Globular star clusters are a symmetrical collection of ancient stars (up to a million such stars) which are bound together gravitationally.
Recent estimates indicate that about 150-200 globulars exist throughout our galaxy with only three being readily visible to the naked eye
(the Andromeda Galaxy has been estimated to contain approximately 500 globular clusters). Since most of the globular clusters are more common
in the southern hemisphere, scientists have deduced that our sun must lie away from the galactic core of the Milky Way. One of the most
beautiful such globular clusters is M13 in Hercules.
Note: A survey of the POSS (Palomar Observatory Sky Survey) plates during the 1950's by various astronomers including Edwin Hubble, Halton Arp and George Abell revealed fifteeen new globular clusters which are diverse in both apparent diameter (1.8' to 10.9'x8.8') and magnitude (9.2 to 15.1). Some of the Palomar globulars (ex. PAL 6-7, 9-11) are typical in both size and distance but dim due to intervening galactic dust; other clusters, such as PAL 3-4 and 14, are significantly larger but lie at the outer limits of our galaxy. Similar to the Abell catalog of planetary nebulae, this particular list of globular clusters is a popular target of observers with large-aperture instruments such as Dobsonians and including an annual "Palomar marathon".

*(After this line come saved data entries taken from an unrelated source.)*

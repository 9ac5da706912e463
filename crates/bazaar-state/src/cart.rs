//! # Cart Handle
//!
//! Shared ownership of the cart engine, plus the view DTO screens consume.
//!
//! ## Thread Safety
//! The cart is wrapped in `Arc<Mutex<T>>` because:
//! 1. Multiple screens may access/modify the cart
//! 2. Only one caller should modify the cart at a time
//! 3. Host runtimes may dispatch from more than one thread
//!
//! The engine itself is synchronous value state (no suspension, no I/O);
//! the mutex is the external serialization the engine's concurrency
//! contract asks its host to provide.

use std::sync::{Arc, Mutex};

use serde::{Deserialize, Serialize};
use tracing::debug;
use ts_rs::TS;

use bazaar_core::{Cart, CartLine, CartTotals, Mode, ProductRef};

// =============================================================================
// Cart View
// =============================================================================

/// Cart payload for screen consumption: the active mode, its lines, and
/// the derived totals, in one read.
#[derive(Debug, Clone, Serialize, Deserialize, TS)]
#[ts(export)]
#[serde(rename_all = "camelCase")]
pub struct CartView {
    /// The mode the view is scoped to.
    pub mode: Mode,

    /// The active mode's lines, insertion order.
    pub items: Vec<CartLine>,

    /// Derived counts and amounts over those lines.
    pub totals: CartTotals,
}

impl From<&Cart> for CartView {
    fn from(cart: &Cart) -> Self {
        CartView {
            mode: cart.active_mode(),
            items: cart.items().to_vec(),
            totals: CartTotals::from(cart),
        }
    }
}

// =============================================================================
// Cart Handle
// =============================================================================

/// Cloneable shared owner of one [`Cart`].
///
/// Construct once at startup, inject clones into every screen that needs
/// cart access. All clones observe the same state.
#[derive(Debug, Clone)]
pub struct CartHandle {
    cart: Arc<Mutex<Cart>>,
}

impl CartHandle {
    /// Creates a handle over a new empty cart.
    pub fn new() -> Self {
        CartHandle {
            cart: Arc::new(Mutex::new(Cart::new())),
        }
    }

    /// Creates a handle over an existing cart (e.g. a restored snapshot).
    pub fn from_cart(cart: Cart) -> Self {
        CartHandle {
            cart: Arc::new(Mutex::new(cart)),
        }
    }

    /// Executes a function with read access to the cart.
    ///
    /// ## Usage
    /// ```rust,ignore
    /// let totals = handle.with_cart(|cart| CartTotals::from(cart));
    /// ```
    pub fn with_cart<F, R>(&self, f: F) -> R
    where
        F: FnOnce(&Cart) -> R,
    {
        let cart = self.cart.lock().expect("Cart mutex poisoned");
        f(&cart)
    }

    /// Executes a function with write access to the cart.
    pub fn with_cart_mut<F, R>(&self, f: F) -> R
    where
        F: FnOnce(&mut Cart) -> R,
    {
        let mut cart = self.cart.lock().expect("Cart mutex poisoned");
        f(&mut cart)
    }

    // -------------------------------------------------------------------------
    // Operation façade
    // -------------------------------------------------------------------------
    // One wrapper per engine operation: log a structured event, delegate.
    // Semantics (fail-quiet, MOQ floors, mode routing) live entirely in
    // bazaar-core.

    /// Stores the active mode supplied by the session/profile layer.
    pub fn set_active_mode(&self, raw: &str) {
        debug!(mode = %raw, "set_active_mode");
        self.with_cart_mut(|c| c.set_active_mode(raw));
    }

    /// Adds a product to the cart (merge on repeat adds).
    pub fn add_to_cart(&self, product: &ProductRef, mode_override: Option<&str>) {
        debug!(id = ?product.line_id(), mode = ?mode_override, "add_to_cart");
        self.with_cart_mut(|c| c.add_to_cart(product, mode_override));
    }

    /// Increases a line's quantity by one.
    pub fn increment_item(&self, id: &str, mode_override: Option<&str>) {
        debug!(id = %id, mode = ?mode_override, "increment_item");
        self.with_cart_mut(|c| c.increment_item(id, mode_override));
    }

    /// Decreases a line's quantity by one, deleting at the MOQ floor.
    pub fn decrement_item(&self, id: &str, mode_override: Option<&str>) {
        debug!(id = %id, mode = ?mode_override, "decrement_item");
        self.with_cart_mut(|c| c.decrement_item(id, mode_override));
    }

    /// Deletes a line unconditionally.
    pub fn remove_from_cart(&self, id: &str, mode_override: Option<&str>) {
        debug!(id = %id, mode = ?mode_override, "remove_from_cart");
        self.with_cart_mut(|c| c.remove_from_cart(id, mode_override));
    }

    /// Sets a line's quantity (0 removes; below-MOQ raises to the MOQ).
    pub fn set_item_quantity(&self, id: &str, quantity: i64, mode_override: Option<&str>) {
        debug!(id = %id, quantity = %quantity, mode = ?mode_override, "set_item_quantity");
        self.with_cart_mut(|c| c.set_item_quantity(id, quantity, mode_override));
    }

    /// Empties one mode's partition.
    pub fn clear_cart(&self, mode_override: Option<&str>) {
        debug!(mode = ?mode_override, "clear_cart");
        self.with_cart_mut(|c| c.clear_cart(mode_override));
    }

    /// Reads the active mode's lines and totals in one locked pass.
    pub fn view(&self) -> CartView {
        self.with_cart(|cart| CartView::from(cart))
    }
}

impl Default for CartHandle {
    fn default() -> Self {
        Self::new()
    }
}

// =============================================================================
// Unit Tests
// =============================================================================

#[cfg(test)]
mod tests {
    use super::*;
    use serde_json::json;

    fn product(value: serde_json::Value) -> ProductRef {
        serde_json::from_value(value).expect("product payload should deserialize")
    }

    #[test]
    fn test_clones_share_state() {
        let handle = CartHandle::new();
        let screen_a = handle.clone();
        let screen_b = handle.clone();

        screen_a.add_to_cart(&product(json!({"id": "p1", "price": 10, "moq": 2})), None);
        screen_b.increment_item("p1", None);

        let view = handle.view();
        assert_eq!(view.items.len(), 1);
        assert_eq!(view.items[0].qty, 3);
    }

    #[test]
    fn test_view_carries_mode_items_totals() {
        let handle = CartHandle::new();
        handle.add_to_cart(&product(json!({"id": "p1", "price": 100, "moq": 10})), None);

        let view = handle.view();
        assert_eq!(view.mode, Mode::Wholesale);
        assert_eq!(view.totals.line_count, 1);
        assert_eq!(view.totals.total_quantity, 10);
        assert_eq!(view.totals.total_amount_cents, 100_000);
    }

    #[test]
    fn test_view_follows_active_mode() {
        let handle = CartHandle::new();
        handle.add_to_cart(&product(json!({"id": "r1", "price": 5})), Some("retail"));

        assert_eq!(handle.view().totals.line_count, 0);

        handle.set_active_mode("b2c");
        let view = handle.view();
        assert_eq!(view.mode, Mode::Retail);
        assert_eq!(view.totals.line_count, 1);
    }

    #[test]
    fn test_facade_covers_every_operation() {
        let handle = CartHandle::new();
        handle.add_to_cart(&product(json!({"id": "p1", "moq": 2, "qty": 5})), None);

        handle.set_item_quantity("p1", 4, None);
        assert_eq!(handle.view().items[0].qty, 4);

        handle.decrement_item("p1", None);
        assert_eq!(handle.view().items[0].qty, 3);

        handle.remove_from_cart("p1", None);
        assert!(handle.view().items.is_empty());

        handle.add_to_cart(&product(json!({"id": "p2"})), None);
        handle.clear_cart(None);
        assert!(handle.view().items.is_empty());
    }

    #[test]
    fn test_threaded_callers_serialize_through_the_lock() {
        let handle = CartHandle::new();
        handle.add_to_cart(&product(json!({"id": "p1", "moq": 1})), None);

        let threads: Vec<_> = (0..8)
            .map(|_| {
                let h = handle.clone();
                std::thread::spawn(move || {
                    for _ in 0..100 {
                        h.increment_item("p1", None);
                    }
                })
            })
            .collect();
        for t in threads {
            t.join().expect("worker thread panicked");
        }

        assert_eq!(handle.view().items[0].qty, 801);
    }
}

Note: PAL 13 in Pegasus is a globular cluster with a weakly concentrated core and as indicated by the image below and its Trumpler classification of "XII". It is characterized with a surface brightness of 17.7 mag/arc-min2, thus making it one of the dimmest globular clusters within the PAL catalog as well as the Milky Way and which represents a very formidable challenge for observers with large-aperture instruments. Its apparent diameter of approximately 1.8 arc-minutes makes PAL 13 also one of the smallest members within the PAL catalog. PAL 13 lies at an impressive average distance of 84,100 light-years away, thus making it a galactic halo globular cluster within the Milky Way. A recent study found PAL 13 to be 10.5 + 1.0 billion years old! PAL 13 was discovered by American astronomer A.G. Wilson in 1953.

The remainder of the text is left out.